• EXERCISE PROMPT:
Determine the number of lines below that contain the string "body", and state only that number.

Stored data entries
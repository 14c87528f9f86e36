//! Module for core business logic services.
//!
//! This module encapsulates services that perform specific business operations
//! and orchestrate interactions between repositories and the content pipeline.

pub mod submission_service;
pub mod user_service;
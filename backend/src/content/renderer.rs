//! Markdown rendering and plain-text extraction.
//!
//! Rendering follows GitHub-flavoured conventions (tables, strikethrough,
//! task lists, fenced code) and turns every single newline into a line break.
//! Plain text is produced by an ordered list of extraction strategies; the
//! first one that succeeds wins.

use pulldown_cmark::{Event, Options, Parser, html};
use regex::Regex;
use scraper::{Html, Node};
use std::sync::LazyLock;

use crate::errors::ContentError;

/// Markdown to HTML conversion.
pub trait MarkdownRenderer: Send + Sync {
    fn render(&self, markdown: &str) -> Result<String, ContentError>;
}

/// `pulldown-cmark` backed renderer. Heading anchors are never generated.
#[derive(Debug, Clone, Copy, Default)]
pub struct CmarkRenderer;

impl MarkdownRenderer for CmarkRenderer {
    fn render(&self, markdown: &str) -> Result<String, ContentError> {
        let mut options = Options::empty();
        options.insert(Options::ENABLE_TABLES);
        options.insert(Options::ENABLE_STRIKETHROUGH);
        options.insert(Options::ENABLE_TASKLISTS);

        let parser = Parser::new_ext(markdown, options).map(|event| match event {
            Event::SoftBreak => Event::HardBreak,
            other => other,
        });

        let mut output = String::with_capacity(markdown.len() * 3 / 2);
        html::push_html(&mut output, parser);
        Ok(output)
    }
}

/// Renders already-sanitized Markdown to HTML with the default renderer.
pub fn render_html(sanitized_markdown: &str) -> String {
    render_html_with(&CmarkRenderer, sanitized_markdown)
}

/// Renders with `renderer`, returning the input unchanged if it fails.
pub fn render_html_with(renderer: &dyn MarkdownRenderer, sanitized_markdown: &str) -> String {
    if sanitized_markdown.is_empty() {
        return String::new();
    }

    match renderer.render(sanitized_markdown) {
        Ok(html) => html,
        Err(e) => {
            tracing::warn!("Falling back to unrendered markdown: {}", e);
            sanitized_markdown.to_string()
        }
    }
}

/// One way of turning Markdown into human-readable text.
pub trait TextExtractionStrategy: Send + Sync {
    fn name(&self) -> &'static str;
    fn extract(&self, markdown: &str) -> Result<String, ContentError>;
}

/// Renders to HTML and keeps only the visible text nodes.
pub struct RenderedHtmlText<R = CmarkRenderer> {
    renderer: R,
}

impl<R: MarkdownRenderer> RenderedHtmlText<R> {
    pub fn new(renderer: R) -> Self {
        Self { renderer }
    }
}

impl<R: MarkdownRenderer> TextExtractionStrategy for RenderedHtmlText<R> {
    fn name(&self) -> &'static str {
        "rendered_html"
    }

    fn extract(&self, markdown: &str) -> Result<String, ContentError> {
        let rendered = self.renderer.render(markdown)?;
        Ok(html_to_text(&rendered))
    }
}

/// Visible text content of an HTML fragment, whitespace collapsed.
pub fn html_to_text(html: &str) -> String {
    let fragment = Html::parse_fragment(html);
    let mut text = String::with_capacity(html.len());

    for node in fragment.tree.root().descendants() {
        let Node::Text(content) = node.value() else {
            continue;
        };
        let hidden = node
            .parent()
            .and_then(|parent| parent.value().as_element().map(|e| e.name()))
            .is_some_and(|name| matches!(name, "script" | "style" | "template"));
        if !hidden {
            text.push_str(content);
        }
    }

    collapse_whitespace(&text)
}

fn collapse_whitespace(text: &str) -> String {
    text.split_whitespace().collect::<Vec<_>>().join(" ")
}

static HEADER_MARKER: LazyLock<Regex> =
    LazyLock::new(|| Regex::new(r"(?m)^#{1,6}\s+").expect("valid regex"));
static BOLD: LazyLock<Regex> =
    LazyLock::new(|| Regex::new(r"\*\*([^*]+)\*\*|__([^_]+)__").expect("valid regex"));
static ITALIC: LazyLock<Regex> =
    LazyLock::new(|| Regex::new(r"\*([^*]+)\*|_([^_]+)_").expect("valid regex"));
static INLINE_CODE: LazyLock<Regex> =
    LazyLock::new(|| Regex::new(r"`([^`]+)`").expect("valid regex"));
static LINK: LazyLock<Regex> =
    LazyLock::new(|| Regex::new(r"\[([^\]]+)\]\([^)]*\)").expect("valid regex"));
static NEWLINES: LazyLock<Regex> = LazyLock::new(|| Regex::new(r"\n+").expect("valid regex"));

/// Strips Markdown syntax directly. Never fails.
#[derive(Debug, Clone, Copy, Default)]
pub struct MarkdownSyntaxStripping;

impl TextExtractionStrategy for MarkdownSyntaxStripping {
    fn name(&self) -> &'static str {
        "markdown_stripping"
    }

    fn extract(&self, markdown: &str) -> Result<String, ContentError> {
        let text = HEADER_MARKER.replace_all(markdown, "");
        let text = BOLD.replace_all(&text, "$1$2");
        let text = ITALIC.replace_all(&text, "$1$2");
        let text = INLINE_CODE.replace_all(&text, "$1");
        let text = LINK.replace_all(&text, "$1");
        let text = NEWLINES.replace_all(&text, " ");
        Ok(text.trim().to_string())
    }
}

/// Plain text of `markdown` using the default strategy chain.
pub fn extract_plain_text(markdown: &str) -> String {
    let strategies: [&dyn TextExtractionStrategy; 2] =
        [&RenderedHtmlText::new(CmarkRenderer), &MarkdownSyntaxStripping];
    extract_plain_text_with(&strategies, markdown)
}

/// Tries each strategy in order; the first success wins. If every strategy
/// fails the trimmed input is returned.
pub fn extract_plain_text_with(
    strategies: &[&dyn TextExtractionStrategy],
    markdown: &str,
) -> String {
    if markdown.is_empty() {
        return String::new();
    }

    for strategy in strategies {
        match strategy.extract(markdown) {
            Ok(text) => return text,
            Err(e) => {
                tracing::warn!(strategy = strategy.name(), "Text extraction failed: {}", e);
            }
        }
    }

    markdown.trim().to_string()
}
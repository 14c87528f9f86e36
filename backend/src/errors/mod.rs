//! Global application error types and handlers.
//!
//! This module defines the error types shared across the backend: service
//! errors raised by business logic, the denial reasons produced by the
//! authorization guards, token verification failures and content pipeline
//! failures.

use axum::{
    Json,
    http::StatusCode,
    response::{IntoResponse, Response},
};
use thiserror::Error;

use crate::api::common::ApiResponse;

/// Generic service error that can be used across all entities
#[derive(Debug, Error)]
pub enum ServiceError {
    #[error("Validation error: {message}")]
    Validation { message: String },

    #[error("{entity} not found: {identifier}")]
    NotFound { entity: String, identifier: String },

    #[error("{entity} already exists: {identifier}")]
    AlreadyExists { entity: String, identifier: String },

    #[error("Unauthenticated: {message}")]
    Unauthenticated { message: String },

    #[error("Database error: {source}")]
    Database {
        #[from]
        source: anyhow::Error,
    },

    #[error("Internal error: {message}")]
    InternalError { message: String },
}

pub type ServiceResult<T> = Result<T, ServiceError>;

impl ServiceError {
    pub fn validation(message: impl Into<String>) -> Self {
        Self::Validation {
            message: message.into(),
        }
    }

    pub fn not_found(entity: impl Into<String>, identifier: impl Into<String>) -> Self {
        Self::NotFound {
            entity: entity.into(),
            identifier: identifier.into(),
        }
    }

    pub fn already_exists(entity: impl Into<String>, identifier: impl Into<String>) -> Self {
        Self::AlreadyExists {
            entity: entity.into(),
            identifier: identifier.into(),
        }
    }

    pub fn unauthenticated(message: impl Into<String>) -> Self {
        Self::Unauthenticated {
            message: message.into(),
        }
    }

    pub fn internal_error(message: impl Into<String>) -> Self {
        Self::InternalError {
            message: message.into(),
        }
    }
}

/// True when a repository error was raised by a UNIQUE or primary key constraint.
pub fn is_unique_violation(error: &anyhow::Error) -> bool {
    error
        .downcast_ref::<sqlx::Error>()
        .and_then(|e| e.as_database_error())
        .is_some_and(|e| e.is_unique_violation())
}

/// Reason a guard refused to let a request through.
///
/// Every variant is terminal for the request: the guard writes the denial
/// envelope and the handler is never invoked.
#[derive(Debug, Clone, PartialEq, Eq, Error)]
pub enum AuthError {
    /// No credential, or a guard that needs an identity found none.
    #[error("{0}")]
    Unauthorized(String),
    /// A credential was presented but could not be verified.
    #[error("Invalid or expired token")]
    InvalidToken,
    /// The identity is verified but lacks the required privilege.
    #[error("{0}")]
    Forbidden(String),
    /// The client exceeded the configured request ceiling.
    #[error("Too many authentication attempts. Please try again later.")]
    TooManyRequests,
}

impl AuthError {
    pub fn unauthorized(message: impl Into<String>) -> Self {
        Self::Unauthorized(message.into())
    }

    pub fn forbidden(message: impl Into<String>) -> Self {
        Self::Forbidden(message.into())
    }

    /// Machine-readable reason code carried in the denial envelope.
    pub fn code(&self) -> &'static str {
        match self {
            AuthError::Unauthorized(_) => "UNAUTHORIZED",
            AuthError::InvalidToken => "INVALID_TOKEN",
            AuthError::Forbidden(_) => "FORBIDDEN",
            AuthError::TooManyRequests => "TOO_MANY_REQUESTS",
        }
    }

    pub fn status(&self) -> StatusCode {
        match self {
            AuthError::Unauthorized(_) | AuthError::InvalidToken => StatusCode::UNAUTHORIZED,
            AuthError::Forbidden(_) => StatusCode::FORBIDDEN,
            AuthError::TooManyRequests => StatusCode::TOO_MANY_REQUESTS,
        }
    }
}

impl IntoResponse for AuthError {
    fn into_response(self) -> Response {
        let body = ApiResponse::<()>::error(self.code(), self.to_string(), None);
        (self.status(), Json(body)).into_response()
    }
}

/// Outcome of looking for and verifying a bearer token.
#[derive(Debug, Clone, PartialEq, Eq, Error)]
pub enum TokenError {
    #[error("Access token is required")]
    Missing,
    #[error("Token validation failed: {0}")]
    Invalid(String),
}

/// Failures inside the content pipeline. These are always recovered from
/// by falling back to a simpler strategy and never reach the caller.
#[derive(Debug, Error)]
pub enum ContentError {
    #[error("Markdown rendering failed: {0}")]
    Render(String),
    #[error("Plain text extraction failed: {0}")]
    Extraction(String),
}

#[cfg(test)]
mod tests {
    use super::*;

    #[test]
    fn test_auth_error_status_mapping() {
        assert_eq!(
            AuthError::unauthorized("x").status(),
            StatusCode::UNAUTHORIZED
        );
        assert_eq!(AuthError::InvalidToken.status(), StatusCode::UNAUTHORIZED);
        assert_eq!(AuthError::forbidden("x").status(), StatusCode::FORBIDDEN);
        assert_eq!(
            AuthError::TooManyRequests.status(),
            StatusCode::TOO_MANY_REQUESTS
        );
    }

    #[test]
    fn test_auth_error_codes() {
        assert_eq!(AuthError::unauthorized("x").code(), "UNAUTHORIZED");
        assert_eq!(AuthError::InvalidToken.code(), "INVALID_TOKEN");
        assert_eq!(AuthError::forbidden("x").code(), "FORBIDDEN");
        assert_eq!(AuthError::TooManyRequests.code(), "TOO_MANY_REQUESTS");
        assert_eq!(
            AuthError::TooManyRequests.to_string(),
            "Too many authentication attempts. Please try again later."
        );
    }
}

• EXERCISE RESULT:
2